As the rich and the well-heeled made preparations to ring in 2007 in style across a new, shining India, a sleepy, poor housing area - Nithari - almost ruined their party.
Almost.
An initial wave of revulsion swept through the country after details of the mass killings in Nithari village of Noida - a suburb of the Indian capital, Delhi - unfolded like one grotesque sequence after another of a horror film.
But after a while, most Indians came to see the killings as simply a gory crime committed by one or more sick individuals.
In the end, most parties and festivities went ahead as planned.
But surely Nithari should have evoked a different response. Why?
Is it because at least 17 young women and children were killed over a period of one and a half years in this village, no more than 18 miles (30kms) from the capital Delhi and right next to one of modern India's most prosperous and upcoming districts, Noida?
Or because the police took so long to crack the case?
Or because they still really have no clue about the motive of this ghastly crime which came to light after the remains of some of the victims were found in a sewer?
As for the first point, violent death in many cases, involving much larger numbers, is not so rare in India.
As far as police inefficiency is concerned, that should come as no big surprise for most Indians.
So why should Nithari have provoked a different response?
Because this case illustrates best the most barbaric and basic truth about the Indian state.
That it has failed the country's poor.
Nithari, in fact, is an example of how the poor and the weak have just no place in the Indian system.

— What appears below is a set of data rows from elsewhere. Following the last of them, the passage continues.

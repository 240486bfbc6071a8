//! Submission attempt state

/// Label of the in-form submit control when idle
pub const SUBMIT_LABEL: &str = "📱 Вызвать врача";
/// Label of the in-form submit control while a submission is in flight
pub const LOADING_LABEL: &str = "📤 Отправка...";

/// Where the current submission attempt is
#[derive(Debug, Clone, Copy, PartialEq, Eq, Default)]
pub enum SubmitPhase {
    #[default]
    Idle,
    Validating,
    Submitting,
    /// Payload delivered and the view was asked to close
    Closed,
}

/// Result of one `handle_submit` call
#[derive(Debug, Clone, Copy, PartialEq, Eq)]
pub enum SubmitOutcome {
    /// Validation failed; errors are annotated and nothing was sent
    Blocked,
    /// Payload handed to the host and the view closed
    Sent,
    /// Serialization or hand-off failed; the control was restored
    Failed,
    /// A submission was already in flight or the view is closed
    Ignored,
}

/// Visual state of the in-form submit control
#[derive(Debug, Clone, PartialEq, Eq)]
pub struct SubmitControl {
    pub enabled: bool,
    pub loading: bool,
    pub label: String,
    idle_label: String,
    loading_label: String,
}

impl SubmitControl {
    pub fn new(idle_label: impl Into<String>, loading_label: impl Into<String>) -> Self {
        let idle_label = idle_label.into();
        Self {
            enabled: true,
            loading: false,
            label: idle_label.clone(),
            idle_label,
            loading_label: loading_label.into(),
        }
    }

    /// Disable the control and show the loading label
    pub fn begin_loading(&mut self) {
        self.enabled = false;
        self.loading = true;
        self.label = self.loading_label.clone();
    }

    /// Put the control back to its pre-submit state
    pub fn restore(&mut self) {
        self.enabled = true;
        self.loading = false;
        self.label = self.idle_label.clone();
    }
}

impl Default for SubmitControl {
    fn default() -> Self {
        Self::new(SUBMIT_LABEL, LOADING_LABEL)
    }
}

/// Host main button as last configured by the controller
#[derive(Debug, Clone, PartialEq, Eq, Default)]
pub struct MainButtonState {
    pub text: String,
    pub color: String,
    pub visible: bool,
}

Where else in the world could children be disappearing like they were in Nithari for more than a year without the police registering a case and investigating, even when the parents had alerted the police about their missing offspring?
Where else in the world would the courts have had to intervene just to ensure that the police did start investigations?
Where else in the world could the post-Nithari headlines have been hijacked by visits of senior politicians and different political parties trying to score debating points?
It is also interesting how the Indian media has been sucked into covering the relatively more mundane, but sensational issues, about the case... like whether it is a case of sexual abuse or cannibalism or could the killings be related to organ trade?
The ingredients of the "truth serum" given to the two suspects and details about narco-analysis and polygraph lie detector tests seem to be occupying more space in media than the real issue which is...
How could it all have happened in the first place?
How did the Indian system become so completely insensitive and indifferent to the poor?
Could a Nithari have happened in a rich or middle-class neighbourhood?
It is difficult to imagine.
Just a few weeks ago when a rich software company CEO's son was abducted from Noida - not more than 3 miles (5kms) from Nithari - the case hogged the limelight 24x7 and the police worked overtime to solve it.
The result? The childe [sic] eventually returned home safely.
Speaking to a BBC Hindi service show, one of India's most celebrated police officers - Kiran Bedi - said the Nithari case was an example of how for the common man in the country there is no police or justice system.
"The system needs to be completely overhauled and wide-ranging reforms are needed in the police structure," she said.
She is right.
But only police reforms will not do.
The entire system - and attitudes - desperately need to be reformed.
Indians - and of late quite a bit of the world as well - keep talking about the new India's economic prowess and potential... of its 8-9% growth rate, how India produced more millionaires than China last year, and how India may become the world's largest economy after the US and China in the next few decades.
It will be nice if these predictions come true.
Many Indians are also convinced that is the way the Indian story will unfold.
Nothing wrong with this optimism - it makes them confident and proud.
But can many Indians say with same degree of optimism that there will not be another Nithari when India does realise its dreams?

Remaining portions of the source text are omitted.